[Dataset entries]
◇ ◇ ◇ ◇ ◇ ◇ ◇
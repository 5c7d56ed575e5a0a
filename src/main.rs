use std::fs::File;
use std::sync::Mutex;

use anyhow::{bail, Result};
use clap::{Parser, Subcommand};
use colored::*;
use tracing_subscriber::EnvFilter;

mod app;
mod client;
mod config;
mod conversation;
mod format;
mod handler;
mod report;
mod session;
mod tui;
mod ui;

use app::App;
use client::HttpQueryService;
use config::Config;
use conversation::Conversation;
use format::format_amount;
use report::{classify, ReportView};
use session::Session;

#[derive(Parser)]
#[command(name = "agrichat")]
#[command(version)]
#[command(about = "Chat client for the agricultural sales analytics backend")]
struct Cli {
    /// Backend URL (overrides AGRICHAT_URL and the config file)
    #[arg(long)]
    url: Option<String>,

    #[command(subcommand)]
    command: Option<Commands>,
}

#[derive(Subcommand)]
enum Commands {
    /// Send a single query and print the reply
    Ask {
        /// Your question about the sales data
        question: String,
    },
}

#[tokio::main]
async fn main() -> Result<()> {
    let cli = Cli::parse();

    let config = Config::load().unwrap_or_default();
    let backend_url = cli
        .url
        .clone()
        .unwrap_or_else(|| config::resolve_backend_url(&config));

    // The auth gate: without a session token nothing else runs.
    let Some(session) = Session::resolve(&config) else {
        eprintln!("{}", "No session token found.".red());
        eprintln!(
            "Set {} or add {} to your config file.",
            "AGRICHAT_TOKEN".bold(),
            "api_token".bold()
        );
        std::process::exit(1);
    };

    init_logging()?;

    match cli.command {
        Some(Commands::Ask { question }) => ask_once(session, &backend_url, &question).await,
        None => run_tui(session, &backend_url).await,
    }
}

/// Log to the file named by `AGRICHAT_LOG`, or not at all. The TUI owns the
/// terminal, so stderr output would tear the screen.
fn init_logging() -> Result<()> {
    let Ok(path) = std::env::var("AGRICHAT_LOG") else {
        return Ok(());
    };

    let file = File::create(&path)?;
    tracing_subscriber::fmt()
        .with_env_filter(EnvFilter::try_from_default_env().unwrap_or_else(|_| EnvFilter::new("info")))
        .with_writer(Mutex::new(file))
        .with_ansi(false)
        .init();
    Ok(())
}

async fn run_tui(session: Session, backend_url: &str) -> Result<()> {
    tui::install_panic_hook();
    let mut terminal = tui::init()?;
    let mut events = tui::EventHandler::new();
    let mut app = App::new(session, backend_url);

    while !app.should_quit {
        terminal.draw(|frame| ui::render(&mut app, frame))?;
        if let Some(event) = events.next().await {
            handler::handle_event(&mut app, event).await?;
        }
    }

    tui::restore()?;
    Ok(())
}

/// One round-trip on stdout, driven by the same conversation state machine
/// as the TUI.
async fn ask_once(session: Session, backend_url: &str, question: &str) -> Result<()> {
    let service = HttpQueryService::new(backend_url, Some(session.token().to_string()));
    let mut conversation = Conversation::new();

    if conversation.submit(&service, question).await.is_err() {
        bail!("question is empty");
    }

    let Some(reply) = conversation.last_message() else {
        bail!("no reply recorded");
    };

    if conversation.status() == conversation::RequestStatus::Failed {
        eprintln!("{}", reply.text.red());
        std::process::exit(1);
    }

    println!("{}", reply.text);

    if let Some(view) = reply.payload.as_ref().and_then(|p| classify(p)) {
        println!();
        print_report(&view);
    }

    Ok(())
}

fn print_report(view: &ReportView) {
    match view {
        ReportView::Totals { estimated, value } => {
            println!(
                "{:<24} {}",
                "Estimated Sales".bold().green(),
                format_amount(*estimated)
            );
            println!(
                "{:<24} {}",
                "Total Value".bold().green(),
                format_amount(*value)
            );
        }
        ReportView::CropSales { rows } => print_sales_table("Crop", rows),
        ReportView::ZoneSales { rows } => print_sales_table("Zone", rows),
        ReportView::TopCrops { rows } => {
            println!("{}", "Top Performing Crops".bold().green());
            for (i, row) in rows.iter().enumerate() {
                println!(
                    "{}. {:<16} {:>14}",
                    (i + 1).to_string().bold().blue(),
                    row.label,
                    format_amount(row.value)
                );
            }
        }
        ReportView::Distribution { rows } => {
            println!(
                "{}",
                format!("{:<14} {:<14} {:>8}", "Zone", "Crop", "Records")
                    .bold()
                    .green()
            );
            for row in rows {
                // Counts print bare, unlike the formatted sales cells
                println!("{:<14} {:<14} {:>8}", row.zone, row.crop, row.count);
            }
        }
        ReportView::Raw(value) => {
            let text = serde_json::to_string_pretty(value).unwrap_or_else(|_| value.to_string());
            println!("{}", text.dimmed());
        }
    }
}

fn print_sales_table(label_header: &str, rows: &[report::SalesRow]) {
    println!(
        "{}",
        format!("{:<16} {:>14} {:>14}", label_header, "Estimated", "Value")
            .bold()
            .green()
    );
    for row in rows {
        println!(
            "{:<16} {:>14} {:>14}",
            row.label,
            format_amount(row.estimated),
            format_amount(row.value)
        );
    }
}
◇ ◇ ◇ ◇ ◇ ◇ ◇
» WHAT IS EXPECTED: Within the data above, filter for lines containing the word "bail" and copy each one.

» OUTPUT:
use anyhow::{bail, Result};
        bail!("question is empty");
        bail!("no reply recorded");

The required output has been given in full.